# Task material:
***

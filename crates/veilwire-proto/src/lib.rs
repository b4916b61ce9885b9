//! Veilwire wire types
//!
//! Everything that crosses the socket: the JSON [`MessageEnvelope`], the
//! typed [`Payload`] variants validated at the boundary, and the
//! length-prefixed framing that delimits messages on a byte stream.
//!
//! ```text
//! ┌──────────────┬──────────────────────────────────────────────┐
//! │ length (u32) │ body (plaintext JSON, or sealed transport    │
//! │ big endian   │ record once the session is armed)            │
//! └──────────────┴──────────────────────────────────────────────┘
//! ```
//!
//! This crate performs no cryptography. Bodies are opaque to the framing
//! layer and the envelope never sees ciphertext.

#![forbid(unsafe_code)]
#![deny(missing_docs)]

pub mod codec;
pub mod envelope;
pub mod errors;
pub mod frame;
pub mod payloads;

pub use envelope::{Header, MessageEnvelope, Method, Status};
pub use errors::{ProtocolError, Result};
pub use frame::{FrameDecoder, HANDSHAKE_MAX_FRAME_SIZE, MAX_FRAME_SIZE, encode_frame};
pub use payloads::{
    Payload,
    handshake::{HandshakeInit, HandshakeReply},
};
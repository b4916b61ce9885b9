//! Client error types.

use thiserror::Error;
use veilwire_core::{HandshakeError, TransportError};
use veilwire_proto::{ProtocolError, Status};

/// Errors from [`crate::connect`] and [`crate::ConnectedClient`].
#[derive(Debug, Error)]
pub enum ClientError {
    /// Socket error
    #[error("i/o error: {0}")]
    Io(#[from] std::io::Error),

    /// Handshake rejected or failed
    #[error("handshake failed: {0}")]
    Handshake(#[from] HandshakeError),

    /// Record could not be sealed or opened
    #[error("transport error: {0}")]
    Transport(#[from] TransportError),

    /// Envelope or frame could not be encoded or decoded
    #[error("protocol error: {0}")]
    Protocol(#[from] ProtocolError),

    /// Operation did not finish in time
    #[error("{operation} timed out")]
    Timeout {
        /// What was being waited on
        operation: &'static str,
    },

    /// Server closed the connection
    #[error("connection closed by server")]
    ConnectionClosed,

    /// Server answered with a non-success status
    #[error("request rejected: {} {}", .0.code, .0.message)]
    Rejected(Status),

    /// Background task failed
    #[error("internal error: {0}")]
    Internal(String),
}

impl ClientError {
    /// Returns true if the connection cannot be used after this error.
    pub fn is_fatal(&self) -> bool {
        match self {
            Self::Transport(err) => err.is_fatal(),
            Self::Rejected(_) => false,
            _ => true,
        }
    }

    /// Returns true if reconnecting may succeed.
    pub fn is_transient(&self) -> bool {
        match self {
            Self::Io(_) | Self::Timeout { .. } | Self::ConnectionClosed => true,
            Self::Handshake(err) => err.is_transient(),
            _ => false,
        }
    }
}

#[cfg(test)]
mod tests {
    use super::*;

    #[test]
    fn rejected_is_not_fatal() {
        let err = ClientError::Rejected(Status::not_found("nowhere"));
        assert!(!err.is_fatal());
        assert!(!err.is_transient());
        assert!(err.to_string().starts_with("request rejected: 404"));
    }

    #[test]
    fn handshake_attack_is_permanent() {
        let err = ClientError::from(HandshakeError::AuthenticationFailure { reason: "sig".into() });
        assert!(err.is_fatal());
        assert!(!err.is_transient());
        assert!(ClientError::Timeout { operation: "handshake" }.is_transient());
    }
}
//! Fuzz target for CBC decryption and trailer unpadding
//!
//! # Invariants
//!
//! - Decrypting arbitrary ciphertext under any key NEVER panics
//! - Any ciphertext that decrypts re-encrypts to the same bytes under the
//!   same key and IV (the trailer fully determines the padding)
//! - Encryption of arbitrary plaintext always round-trips

#![no_main]

use arbitrary::Arbitrary;
use libfuzzer_sys::fuzz_target;
use veilwire_crypto::cbc;

#[derive(Debug, Clone, Arbitrary)]
struct Input {
    key: [u8; 16],
    iv: [u8; 16],
    data: Vec<u8>,
}

fuzz_target!(|input: Input| {
    if let Ok(plaintext) = cbc::decrypt(&input.data, &input.key, &input.iv) {
        assert!(plaintext.len() < input.data.len());
    }

    let ciphertext = cbc::encrypt(&input.data, &input.key, &input.iv).expect("encrypt");
    let decrypted = cbc::decrypt(&ciphertext, &input.key, &input.iv).expect("decrypt");
    assert_eq!(decrypted, input.data);
});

***

# Task objective:
When a line in the listing has the string "could" in it, return that line.

# Response for this exercise:
    /// Record could not be sealed or opened
    /// Envelope or frame could not be encoded or decoded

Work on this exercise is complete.